Exercise requirements: Using the entries below, write out the line with "invalid parameters error", the line with "assert!(matches!(err, ToolError::NotFound(_)));", and every line in between, exactly as each is written.

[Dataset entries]
::::::

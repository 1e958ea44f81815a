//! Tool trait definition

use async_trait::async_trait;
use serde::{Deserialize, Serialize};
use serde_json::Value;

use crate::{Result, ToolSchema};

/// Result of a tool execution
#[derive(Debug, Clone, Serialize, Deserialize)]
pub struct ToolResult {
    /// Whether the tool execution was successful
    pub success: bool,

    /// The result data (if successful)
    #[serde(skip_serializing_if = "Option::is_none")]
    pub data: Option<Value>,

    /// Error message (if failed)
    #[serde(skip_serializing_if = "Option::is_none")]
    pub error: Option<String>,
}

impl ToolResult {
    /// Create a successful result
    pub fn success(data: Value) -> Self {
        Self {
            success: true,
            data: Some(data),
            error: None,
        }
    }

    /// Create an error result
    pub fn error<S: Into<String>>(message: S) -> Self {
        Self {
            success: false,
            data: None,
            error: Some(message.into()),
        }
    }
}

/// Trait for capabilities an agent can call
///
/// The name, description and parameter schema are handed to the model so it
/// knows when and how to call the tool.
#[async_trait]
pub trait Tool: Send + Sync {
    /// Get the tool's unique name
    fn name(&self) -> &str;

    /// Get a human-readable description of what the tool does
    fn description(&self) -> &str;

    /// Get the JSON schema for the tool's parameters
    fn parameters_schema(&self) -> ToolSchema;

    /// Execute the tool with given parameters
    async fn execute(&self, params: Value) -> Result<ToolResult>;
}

::::::

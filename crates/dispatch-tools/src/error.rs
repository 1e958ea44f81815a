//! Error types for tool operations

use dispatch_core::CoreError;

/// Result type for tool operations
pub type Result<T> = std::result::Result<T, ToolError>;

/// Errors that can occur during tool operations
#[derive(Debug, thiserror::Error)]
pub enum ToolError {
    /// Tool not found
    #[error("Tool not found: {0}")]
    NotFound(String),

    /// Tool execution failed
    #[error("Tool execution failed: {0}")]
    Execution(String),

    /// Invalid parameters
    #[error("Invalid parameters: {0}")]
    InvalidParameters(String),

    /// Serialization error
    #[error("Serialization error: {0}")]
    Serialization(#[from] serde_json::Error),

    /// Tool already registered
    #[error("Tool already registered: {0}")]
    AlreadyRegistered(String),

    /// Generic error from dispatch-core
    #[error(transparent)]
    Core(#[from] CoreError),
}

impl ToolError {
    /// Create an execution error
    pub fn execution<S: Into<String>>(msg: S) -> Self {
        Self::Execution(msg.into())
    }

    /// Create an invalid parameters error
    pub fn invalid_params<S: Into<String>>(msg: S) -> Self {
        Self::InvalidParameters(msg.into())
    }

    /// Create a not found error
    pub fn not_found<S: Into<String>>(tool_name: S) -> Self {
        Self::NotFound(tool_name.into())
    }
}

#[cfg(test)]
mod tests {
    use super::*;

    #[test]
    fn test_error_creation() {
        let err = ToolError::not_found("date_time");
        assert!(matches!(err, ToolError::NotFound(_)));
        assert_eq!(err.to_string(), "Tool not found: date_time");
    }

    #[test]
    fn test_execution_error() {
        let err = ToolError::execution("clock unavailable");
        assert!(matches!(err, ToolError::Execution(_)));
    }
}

::::::

Exercise output:
    /// Create an invalid parameters error
    pub fn invalid_params<S: Into<String>>(msg: S) -> Self {
        Self::InvalidParameters(msg.into())
    }

    /// Create a not found error
    pub fn not_found<S: Into<String>>(tool_name: S) -> Self {
        Self::NotFound(tool_name.into())
    }
}

#[cfg(test)]
mod tests {
    use super::*;

    #[test]
    fn test_error_creation() {
        let err = ToolError::not_found("date_time");
        assert!(matches!(err, ToolError::NotFound(_)));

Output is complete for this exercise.